The distance variance is a special case of distance covariance when the two variables are identical. The population value of distance variance is the square root of

$\operatorname{dVar}^2(X) := \operatorname{E}[\|X-X'\|^2] + \operatorname{E}^2[\|X-X'\|] - 2\operatorname{E}[\|X-X'\|\,\|X-X\|],$

where $X$, $X'$, and $X$ are independent and identically distributed random variables, $\operatorname{E}$ denotes the expected value, and $f^2(\cdot)=(f(\cdot))^2$ for function $f(\cdot)$, e.g., $\operatorname{E}^2[\cdot] = (\operatorname{E}[\cdot])^2$.

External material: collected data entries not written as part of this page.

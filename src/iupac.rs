const A: u8 = 0b0001;
const C: u8 = 0b0010;
const G: u8 = 0b0100;
const T: u8 = 0b1000;

const MAPPING: [(u8, u8); 15] = [
    (b'A', A),
    (b'C', C),
    (b'G', G),
    (b'T', T),
    (b'R', A | G),
    (b'Y', C | T),
    (b'S', G | C),
    (b'W', A | T),
    (b'K', G | T),
    (b'M', A | C),
    (b'B', C | G | T),
    (b'D', A | G | T),
    (b'H', A | C | T),
    (b'V', A | C | G),
    (b'N', A | C | G | T),
];

lazy_static! {
    // Set of bases denoted by each code; zero for anything that is not a code
    static ref BASES: [u8; 256] = {
        let mut table = [0; 256];

        for &(code, bases) in &MAPPING {
            table[code as usize] = bases;
            table[code.to_ascii_lowercase() as usize] = bases;
        }

        table
    };
}

/// Returns true if `code` is an IUPAC nucleotide code (either case).
pub fn is_code(code: u8) -> bool {
    BASES[code as usize] != 0
}

/// Returns true if every base denoted by `candidate` is permitted by `query`.
///
/// Characters outside the IUPAC alphabet never match anything, so gaps and
/// masked regions in a sequence can not produce a hit.
pub fn matches(query: u8, candidate: u8) -> bool {
    let candidate = BASES[candidate as usize];

    candidate != 0 && candidate & !BASES[query as usize] == 0
}
pub mod digest;
pub mod enzymes;

use crate::enzyme::EnzymeCatalog;
use crate::errors::*;

/// Built-in catalog, unless a custom catalog was specified.
fn load_catalog(catalog: &Option<String>) -> Result<EnzymeCatalog> {
    match catalog {
        Some(filename) => {
            eprintln!("Reading enzyme catalog from {:?}", filename);
            let catalog = EnzymeCatalog::read(filename)?;
            eprintln!("  read {} enzymes from catalog.", catalog.len());

            Ok(catalog)
        }
        None => EnzymeCatalog::builtin().chain_err(|| "invalid built-in enzyme catalog"),
    }
}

The sample distance variance is the square root of

$\operatorname{dVar}^2_n(X) := \operatorname{dCov}^2_n(X,X) = \tfrac{1}{n^2}\sum_{k,\ell}A_{k,\ell}^2,$

which is a relative of Corrado Gini's mean difference introduced in 1912 (but Gini did not work with centered distances).

The distance standard deviation is the square root of the distance variance.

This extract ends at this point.